▶ PROMPT
Search the entries below for the word "Rejected", then copy each line in which it is found.
- - - - -
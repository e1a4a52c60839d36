use serde::{Deserialize, Serialize};

/// Sentinel participant id for the automated assistant ("Ed AI").
/// It has no row in `users`; the client layer injects a synthetic
/// profile for it.
pub const AI_ASSISTANT: &str = "AI_ASSISTANT";

#[derive(Debug, Clone, Copy, PartialEq, Eq, Serialize, Deserialize)]
#[serde(rename_all = "lowercase")]
pub enum Role {
    Student,
    Professor,
    /// Anything the store hands back that we don't recognize. The class
    /// directory treats this as "show everything" rather than failing.
    Unknown,
}

impl Role {
    pub fn parse(s: &str) -> Self {
        match s {
            "student" => Role::Student,
            "professor" => Role::Professor,
            _ => Role::Unknown,
        }
    }

    pub fn as_str(&self) -> &'static str {
        match self {
            Role::Student => "student",
            Role::Professor => "professor",
            Role::Unknown => "unknown",
        }
    }
}

/// Profile record mirrored from the identity provider, keyed by the
/// same id as the principal.
#[derive(Debug, Clone, Serialize, Deserialize)]
pub struct User {
    pub id: String,
    pub email: String,
    pub display_name: String,
    pub photo_url: Option<String>,
    pub role: Role,
    pub major: Option<String>,
    pub year: Option<i64>,
    pub department: Option<String>,
    pub office_hours: Option<String>,
    pub created_at: i64,
    pub last_active: Option<i64>,
}

/// Display metadata cached per participant by the chat sync layer.
#[derive(Debug, Clone, Serialize, Deserialize)]
pub struct UserInfo {
    pub id: String,
    pub display_name: String,
    pub email: String,
    pub role: Role,
    pub photo_url: Option<String>,
}

impl UserInfo {
    pub fn from_user(user: &User) -> Self {
        Self {
            id: user.id.clone(),
            display_name: user.display_name.clone(),
            email: user.email.clone(),
            role: user.role,
            photo_url: user.photo_url.clone(),
        }
    }

    /// Synthetic entry for the assistant participant.
    pub fn assistant() -> Self {
        Self {
            id: AI_ASSISTANT.to_string(),
            display_name: "Ed AI".to_string(),
            email: "ai@assistant.com".to_string(),
            role: Role::Unknown,
            photo_url: None,
        }
    }
}

#[derive(Debug, Clone, Serialize, Deserialize)]
pub struct Class {
    pub id: String,
    pub name: String,
    pub instructor_id: String,
    pub schedule: String,
    pub description: Option<String>,
    pub enrolled_students: Vec<String>,
    pub subgroups: Vec<Subgroup>,
    pub created_at: i64,
}

#[derive(Debug, Clone, Serialize, Deserialize)]
pub struct Subgroup {
    pub id: String,
    pub class_id: String,
    pub name: String,
    pub due_date: Option<String>,
    pub color: Option<String>,
    pub last_message: Option<String>,
    pub members: Vec<String>,
}

#[derive(Debug, Clone, Copy, PartialEq, Eq, Serialize, Deserialize)]
#[serde(rename_all = "lowercase")]
pub enum MeetingStatus {
    Pending,
    Accepted,
    Rejected,
}

impl MeetingStatus {
    pub fn parse(s: &str) -> Self {
        match s {
            "accepted" => MeetingStatus::Accepted,
            "rejected" => MeetingStatus::Rejected,
            _ => MeetingStatus::Pending,
        }
    }

    pub fn as_str(&self) -> &'static str {
        match self {
            MeetingStatus::Pending => "pending",
            MeetingStatus::Accepted => "accepted",
            MeetingStatus::Rejected => "rejected",
        }
    }
}

#[derive(Debug, Clone, Serialize, Deserialize)]
pub struct Meeting {
    pub id: String,
    pub student_id: String,
    pub professor_id: String,
    pub class_id: Option<String>,
    pub date: String,
    pub time: String,
    pub reason: String,
    pub status: MeetingStatus,
    pub response_message: Option<String>,
    pub created_at: i64,
}

#[derive(Debug, Clone, Copy, PartialEq, Eq, Serialize, Deserialize)]
#[serde(rename_all = "lowercase")]
pub enum ChatKind {
    Direct,
    Group,
    Ai,
}

impl ChatKind {
    pub fn parse(s: &str) -> Self {
        match s {
            "group" => ChatKind::Group,
            "ai" => ChatKind::Ai,
            _ => ChatKind::Direct,
        }
    }

    pub fn as_str(&self) -> &'static str {
        match self {
            ChatKind::Direct => "direct",
            ChatKind::Group => "group",
            ChatKind::Ai => "ai",
        }
    }
}

/// Denormalized preview of the most recent message, kept on the chat
/// record for list rendering. Eventually consistent with `messages`.
#[derive(Debug, Clone, Serialize, Deserialize)]
pub struct LastMessage {
    pub sender_id: String,
    pub text: String,
    pub timestamp: i64,
}

#[derive(Debug, Clone, Serialize, Deserialize)]
pub struct Chat {
    pub id: String,
    pub participants: Vec<String>,
    pub kind: ChatKind,
    pub group_name: Option<String>,
    pub class_id: Option<String>,
    pub last_message: Option<LastMessage>,
    pub created_at: i64,
}

impl Chat {
    /// True if this is a direct chat between exactly the given pair,
    /// in either order.
    pub fn is_direct_between(&self, a: &str, b: &str) -> bool {
        self.kind == ChatKind::Direct
            && self.participants.len() == 2
            && self.participants.iter().any(|p| p == a)
            && self.participants.iter().any(|p| p == b)
    }
}

#[derive(Debug, Clone, Serialize, Deserialize)]
pub struct Message {
    pub id: String,
    pub chat_id: String,
    pub sender_id: String,
    pub text: String,
    pub timestamp: i64,
    pub read: bool,
}

#[derive(Debug, Clone, Copy, PartialEq, Eq, Serialize, Deserialize)]
#[serde(rename_all = "lowercase")]
pub enum NotificationKind {
    Meeting,
    Chat,
    Class,
    System,
}

impl NotificationKind {
    pub fn parse(s: &str) -> Self {
        match s {
            "meeting" => NotificationKind::Meeting,
            "chat" => NotificationKind::Chat,
            "class" => NotificationKind::Class,
            _ => NotificationKind::System,
        }
    }

    pub fn as_str(&self) -> &'static str {
        match self {
            NotificationKind::Meeting => "meeting",
            NotificationKind::Chat => "chat",
            NotificationKind::Class => "class",
            NotificationKind::System => "system",
        }
    }
}

#[derive(Debug, Clone, Serialize, Deserialize)]
pub struct Notification {
    pub id: String,
    pub user_id: String,
    pub title: String,
    pub message: String,
    pub read: bool,
    pub kind: NotificationKind,
    pub related_id: Option<String>,
    pub timestamp: i64,
}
- - - - -
▶ TASK SOLUTION
    Rejected,
            "rejected" => MeetingStatus::Rejected,
            MeetingStatus::Rejected => "rejected",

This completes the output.